Monsignor Angelo Panzetta si è presentato a Lecce come arcivescovo coadiutore
“Abbiamo dunque pensato a te, venerabile fratello di cui abbiamo conosciuto nel servizio pastorale
reso presso l’arcidiocesi di Crotone-Santa Severina, le doti e nello stesso tempo la capacità di governare che ti rendono idoneo a passare dai pitagorici agli japigi assumendo questo nuovo ufficio”. Sono le parole conclusive della bolla con la quale Papa Francesco, nell’agosto scorso, aveva dominato monsignor Angelo Panzetta arcivescovo coadiutore della diocesi di Lecce al fianco dell’arcivescovo Michele Seccia. Ebbene, monsignor Panzetta, le cui origini sono così profondamente radicate nella diocesi di Taranto, dove si è formato e ha iniziato il suo sacerdozio, mercoledì 6 novembre, nella ricorrenza del 267esimo anniversario della Dedicazione della cattedrale di Lecce, si è presentato alla nuova comunità, con un’omelia svolta nella santa messa.
“Non vi nascondo che ho nel cuore gioia grande ma anche tanta trepidazione, la trepidazione che bussa ai cuori degli uomini di fronte a grandi responsabilità”. “Vengo qui con umiltà, umiltà vera. Entro in punta di piedi in questa chiesa. Io sono l’ultimo arrivato. Questa Chiesa ha una storia gloriosa, entro in una chiesa bellissima, gloriosa, nella quale c’è un passato meraviglioso che ci spinge a fare sul serio anche per quanto riguarda il nostro futuro. Non c’è dubbio che guardando la storia di questa comunità, ci accorgiamo di tanta ricchezza da accogliere. Io sono venuto qui animato da una grande consapevolezza vocazionale. Sono certo e lo dico con la verità, attingendo alla verità del mio cuore, della mia coscienza”.
Si è presentato ai fedeli presenti alla celebrazione come pastore che seguirà lo stile dell’arcivescovo Seccia: nell’incontro in semplicità con le persone, per entrare in empatica con loro. L’arcivescovo coadiutore, chiamato cioè a succedere all’attuale arcivescovo, che aveva fatto esplicita richiesta al santo padre di un “aiuto per il governo della vita diocesana” , come guida pastorale della diocesi, ha detto: “Vengo qui con umiltà, umiltà vera.

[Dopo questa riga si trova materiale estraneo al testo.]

//! Compiled mission specification
//!
//! A [`MissionSpec`] couples the scene descriptor with the compiled goal list.
//! It is built once per mission and never mutated; the simulator receives it
//! whole as the scene-load command rendered by [`MissionSpec::scene_document`].

use serde::{Deserialize, Serialize};
use serde_json::{json, Value};
use std::collections::HashMap;

use super::condition::{compile, CompiledGoals, StateCondition, TaskGoal};
use super::GoalError;

/// Scene descriptor plus compiled goals
#[derive(Debug, Clone, PartialEq, Serialize, Deserialize)]
#[serde(try_from = "RawMissionSpec")]
pub struct MissionSpec {
    scene: Value,

    #[serde(rename = "task_goals")]
    goals: CompiledGoals,
}

#[derive(Deserialize)]
struct RawMissionSpec {
    scene: Value,
    task_goals: Vec<TaskGoal>,
}

impl TryFrom<RawMissionSpec> for MissionSpec {
    type Error = GoalError;

    fn try_from(raw: RawMissionSpec) -> Result<Self, Self::Error> {
        MissionSpec::new(raw.scene, raw.task_goals)
    }
}

impl MissionSpec {
    /// Compile `goals` against `scene`.
    ///
    /// State conditions are shared by name across goals; the same name must
    /// always describe the same condition.
    pub fn new(scene: Value, goals: Vec<TaskGoal>) -> Result<Self, GoalError> {
        if !scene.is_object() {
            return Err(GoalError::InvalidScene);
        }
        if goals.is_empty() {
            return Err(GoalError::NoGoals);
        }

        let mut seen: HashMap<&str, &StateCondition> = HashMap::new();
        for condition in goals.iter().flat_map(|goal| goal.conditions.iter()) {
            if let Some(previous) = seen.insert(condition.name.as_str(), condition) {
                if previous != condition {
                    return Err(GoalError::ConflictingStateCondition(condition.name.clone()));
                }
            }
        }

        Ok(Self {
            scene,
            goals: compile(goals),
        })
    }

    pub fn scene(&self) -> &Value {
        &self.scene
    }

    pub fn goals(&self) -> &CompiledGoals {
        &self.goals
    }

    pub fn goal_count(&self) -> usize {
        self.goals.len()
    }

    /// Distinct state conditions in first-use order
    pub fn state_conditions(&self) -> Vec<&StateCondition> {
        let mut conditions: Vec<&StateCondition> = Vec::new();
        for condition in self.goals.iter().flat_map(|goal| goal.conditions.iter()) {
            if !conditions.iter().any(|known| known.name == condition.name) {
                conditions.push(condition);
            }
        }
        conditions
    }

    /// Render the document the simulator loads a scene from
    pub fn scene_document(&self) -> Value {
        let task_goals: Vec<Value> = self
            .goals
            .iter()
            .map(|goal| {
                let object_states: Vec<Value> = goal
                    .conditions
                    .iter()
                    .map(|condition| {
                        let mut state = serde_json::Map::with_capacity(1);
                        state.insert(
                            condition.context.to_string(),
                            Value::String(format!("{}=true", condition.name)),
                        );
                        Value::Object(state)
                    })
                    .collect();

                json!({
                    "goal_id": goal.goal_id,
                    "object_states": object_states,
                    "object_states_relation": goal.relation.as_str(),
                    "description": "",
                    "preconditions": [],
                    "visibility": {
                        "isHidden": false,
                        "activationInteractable": "ALWAYS UNLOCKED",
                        "stickyNoteIndex": 0,
                    },
                    "canReset": false,
                })
            })
            .collect();

        let state_conditions: Vec<Value> = self
            .state_conditions()
            .into_iter()
            .map(|condition| {
                json!({
                    "stateName": condition.name,
                    "context": condition.context.as_str(),
                    "expression": condition.expression.to_value(),
                })
            })
            .collect();

        json!({
            "scene": self.scene,
            "task_goals": task_goals,
            "stateconditions": state_conditions,
            "goal_text": "",
            "task_description": "",
            "game_id": "3",
            "experimental": "true",
            "game_interactions": {
                "camera_movements": {
                    "task_beginning": [],
                    "task_procedure": [],
                    "task_ending": [],
                    "object_conditions": [],
                },
                "game_messages": {
                    "task_beginning": [],
                    "task_procedure": [],
                    "task_ending": [],
                    "object_conditions": [],
                },
            },
            "pastPortals": [{ "PortalName": "past", "PortalStatus": false }],
            "futurePortals": [{ "PortalName": "future", "PortalStatus": false }],
        })
    }
}
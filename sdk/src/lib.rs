//! Arena SDK
//!
//! Shared library providing the error taxonomy and the goal model used by the
//! engine and by mission tooling. Nothing in this crate performs I/O.

/// Error types and handling
pub mod errors;

/// Success-criteria expressions, state conditions and task goals
pub mod goals;

// Re-export commonly used types
pub use errors::{ArenaErrorExt, EngineError};
pub use goals::{
    compile, BoolProperty, Color, CompiledGoals, Expression, Fluid, GoalError, GoalRelation,
    MissionSpec, ObjectInstanceId, StateCondition, TaskGoal,
};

Entro in punta di piedi in questa chiesa. Io sono l’ultimo arrivato”.
Passano a delineare, poi, sulle linee pastorali, ha sottolineato: “il primato della parola di Dio” , e affermato che “per il futuro delle nostre comunità occorre costruire quella chiesa sinodale estroversa. La comunità cristiana non può essere costruita solo sulle risorse economiche, che pure sono importanti, e non può essere costruita nemmeno solo sulla buona volontà delle persone. Perché per essere chiesa una comunità deve essere costruita su Gesù Cristo, altrimenti si rischia di snaturare le nostre comunità. Noi come educatori dobbiamo costruire e accompagnare le persone a radicare la loro vita. Sul mistero di Cristo. È questa la nostra grande responsabilità”
“E voglio essere e provare a essere sempre un vescovo vicino ai sacerdoti. – ha concluso – Già nella mia esperienza di prete avevo capito che il rapporto tra vescovo e presbiteri è decisivo nel benessere ecclesiale”.